* Supplied data
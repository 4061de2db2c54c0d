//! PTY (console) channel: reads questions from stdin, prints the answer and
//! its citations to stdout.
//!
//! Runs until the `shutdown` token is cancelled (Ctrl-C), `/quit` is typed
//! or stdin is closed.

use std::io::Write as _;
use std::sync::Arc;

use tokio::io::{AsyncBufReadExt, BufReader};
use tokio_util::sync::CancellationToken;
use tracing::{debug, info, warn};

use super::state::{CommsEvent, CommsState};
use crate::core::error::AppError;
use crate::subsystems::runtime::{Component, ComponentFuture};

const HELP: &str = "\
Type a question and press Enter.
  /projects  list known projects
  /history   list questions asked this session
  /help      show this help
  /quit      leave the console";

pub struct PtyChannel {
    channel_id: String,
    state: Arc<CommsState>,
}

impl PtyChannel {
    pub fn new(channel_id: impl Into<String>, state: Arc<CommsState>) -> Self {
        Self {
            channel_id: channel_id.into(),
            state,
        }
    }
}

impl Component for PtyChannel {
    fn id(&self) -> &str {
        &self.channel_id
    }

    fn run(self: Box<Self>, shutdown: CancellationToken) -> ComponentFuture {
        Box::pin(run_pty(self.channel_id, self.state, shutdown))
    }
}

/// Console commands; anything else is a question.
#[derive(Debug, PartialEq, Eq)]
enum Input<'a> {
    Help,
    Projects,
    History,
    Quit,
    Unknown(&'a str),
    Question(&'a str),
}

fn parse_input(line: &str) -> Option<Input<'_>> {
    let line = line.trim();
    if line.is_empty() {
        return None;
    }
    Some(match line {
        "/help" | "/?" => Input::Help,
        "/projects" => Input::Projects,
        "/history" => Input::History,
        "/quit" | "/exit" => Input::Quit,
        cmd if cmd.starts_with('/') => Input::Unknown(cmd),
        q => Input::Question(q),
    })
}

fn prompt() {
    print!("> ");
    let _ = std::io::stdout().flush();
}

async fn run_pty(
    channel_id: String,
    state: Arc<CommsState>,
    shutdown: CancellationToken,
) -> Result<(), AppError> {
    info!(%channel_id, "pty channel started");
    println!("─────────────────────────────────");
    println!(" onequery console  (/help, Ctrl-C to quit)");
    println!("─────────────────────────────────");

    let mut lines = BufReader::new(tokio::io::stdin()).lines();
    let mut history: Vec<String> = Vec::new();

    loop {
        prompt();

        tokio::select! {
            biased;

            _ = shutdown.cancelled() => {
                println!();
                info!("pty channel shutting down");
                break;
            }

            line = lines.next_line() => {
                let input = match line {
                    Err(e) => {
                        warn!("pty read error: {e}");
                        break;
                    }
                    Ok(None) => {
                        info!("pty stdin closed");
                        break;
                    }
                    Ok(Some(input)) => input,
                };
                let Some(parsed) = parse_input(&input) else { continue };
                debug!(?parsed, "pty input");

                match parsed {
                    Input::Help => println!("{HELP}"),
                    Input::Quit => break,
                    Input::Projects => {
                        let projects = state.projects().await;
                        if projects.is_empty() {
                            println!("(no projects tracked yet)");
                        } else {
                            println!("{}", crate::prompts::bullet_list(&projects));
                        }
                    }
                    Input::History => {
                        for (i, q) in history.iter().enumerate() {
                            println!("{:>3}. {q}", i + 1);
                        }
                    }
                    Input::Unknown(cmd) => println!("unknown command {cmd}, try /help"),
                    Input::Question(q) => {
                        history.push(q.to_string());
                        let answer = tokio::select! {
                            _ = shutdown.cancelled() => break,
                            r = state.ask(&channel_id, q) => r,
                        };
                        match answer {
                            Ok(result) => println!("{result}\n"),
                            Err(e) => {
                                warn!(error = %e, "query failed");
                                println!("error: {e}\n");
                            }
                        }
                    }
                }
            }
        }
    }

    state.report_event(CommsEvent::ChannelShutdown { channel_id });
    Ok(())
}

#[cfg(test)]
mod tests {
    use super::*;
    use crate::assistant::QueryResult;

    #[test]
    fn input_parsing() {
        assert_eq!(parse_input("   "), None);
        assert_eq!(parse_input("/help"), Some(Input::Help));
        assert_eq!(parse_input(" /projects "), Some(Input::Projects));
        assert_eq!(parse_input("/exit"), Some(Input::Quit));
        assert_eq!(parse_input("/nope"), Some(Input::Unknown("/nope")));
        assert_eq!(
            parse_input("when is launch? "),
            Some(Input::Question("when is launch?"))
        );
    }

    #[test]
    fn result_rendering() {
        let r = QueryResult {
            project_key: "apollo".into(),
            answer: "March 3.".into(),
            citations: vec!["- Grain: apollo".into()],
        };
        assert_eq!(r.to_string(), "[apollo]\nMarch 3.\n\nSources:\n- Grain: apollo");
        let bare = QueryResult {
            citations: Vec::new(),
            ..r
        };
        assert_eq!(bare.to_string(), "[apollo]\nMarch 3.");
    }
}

* * *

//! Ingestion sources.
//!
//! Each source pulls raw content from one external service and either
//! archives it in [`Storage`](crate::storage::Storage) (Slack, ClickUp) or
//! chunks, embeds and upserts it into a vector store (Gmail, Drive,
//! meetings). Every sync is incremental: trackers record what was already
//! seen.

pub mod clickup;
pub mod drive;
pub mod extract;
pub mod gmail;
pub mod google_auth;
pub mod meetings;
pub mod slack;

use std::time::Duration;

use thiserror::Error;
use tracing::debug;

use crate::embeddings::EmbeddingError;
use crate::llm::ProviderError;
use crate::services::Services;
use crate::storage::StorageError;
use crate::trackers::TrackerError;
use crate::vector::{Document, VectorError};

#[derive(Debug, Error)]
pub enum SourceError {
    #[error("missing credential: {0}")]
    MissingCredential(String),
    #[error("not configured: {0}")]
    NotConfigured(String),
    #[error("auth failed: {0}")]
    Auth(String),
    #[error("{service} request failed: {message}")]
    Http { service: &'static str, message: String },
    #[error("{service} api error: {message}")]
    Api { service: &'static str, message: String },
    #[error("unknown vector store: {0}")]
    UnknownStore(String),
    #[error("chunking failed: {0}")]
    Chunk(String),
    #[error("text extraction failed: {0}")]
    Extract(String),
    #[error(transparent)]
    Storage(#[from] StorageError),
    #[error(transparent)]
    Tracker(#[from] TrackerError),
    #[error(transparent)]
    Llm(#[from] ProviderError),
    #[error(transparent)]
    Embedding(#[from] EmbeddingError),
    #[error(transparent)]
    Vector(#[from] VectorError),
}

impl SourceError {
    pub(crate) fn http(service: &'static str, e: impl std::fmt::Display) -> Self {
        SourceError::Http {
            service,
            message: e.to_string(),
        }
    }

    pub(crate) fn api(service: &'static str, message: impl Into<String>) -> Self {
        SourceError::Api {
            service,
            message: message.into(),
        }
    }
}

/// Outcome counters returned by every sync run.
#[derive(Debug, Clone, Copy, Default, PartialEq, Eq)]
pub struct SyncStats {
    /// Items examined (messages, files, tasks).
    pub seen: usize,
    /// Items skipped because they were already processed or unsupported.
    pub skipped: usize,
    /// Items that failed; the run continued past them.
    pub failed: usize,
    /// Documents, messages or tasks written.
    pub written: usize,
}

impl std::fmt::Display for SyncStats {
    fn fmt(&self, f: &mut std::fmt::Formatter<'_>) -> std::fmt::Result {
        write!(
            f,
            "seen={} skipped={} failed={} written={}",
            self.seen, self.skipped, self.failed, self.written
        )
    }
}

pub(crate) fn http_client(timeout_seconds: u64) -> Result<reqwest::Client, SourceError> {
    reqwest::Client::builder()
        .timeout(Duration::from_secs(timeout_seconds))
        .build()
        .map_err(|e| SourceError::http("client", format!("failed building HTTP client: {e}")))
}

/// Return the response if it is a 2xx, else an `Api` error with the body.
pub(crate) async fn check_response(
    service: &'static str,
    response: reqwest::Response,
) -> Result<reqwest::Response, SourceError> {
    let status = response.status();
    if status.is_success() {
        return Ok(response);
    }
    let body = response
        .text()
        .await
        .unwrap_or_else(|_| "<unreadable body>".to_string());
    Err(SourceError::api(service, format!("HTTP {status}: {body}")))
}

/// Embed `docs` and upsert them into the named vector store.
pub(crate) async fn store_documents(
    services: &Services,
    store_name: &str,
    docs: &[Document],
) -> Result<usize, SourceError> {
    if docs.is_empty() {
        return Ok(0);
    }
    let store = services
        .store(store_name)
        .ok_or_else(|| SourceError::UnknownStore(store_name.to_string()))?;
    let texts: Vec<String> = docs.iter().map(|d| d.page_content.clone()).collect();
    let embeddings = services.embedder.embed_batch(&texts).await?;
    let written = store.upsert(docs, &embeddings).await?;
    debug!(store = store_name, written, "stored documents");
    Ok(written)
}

* Description of the task
Copy out each line of the data containing the string "warn".

* Problem solution
use tracing::{debug, info, warn};
                        warn!("pty read error: {e}");
                                warn!(error = %e, "query failed");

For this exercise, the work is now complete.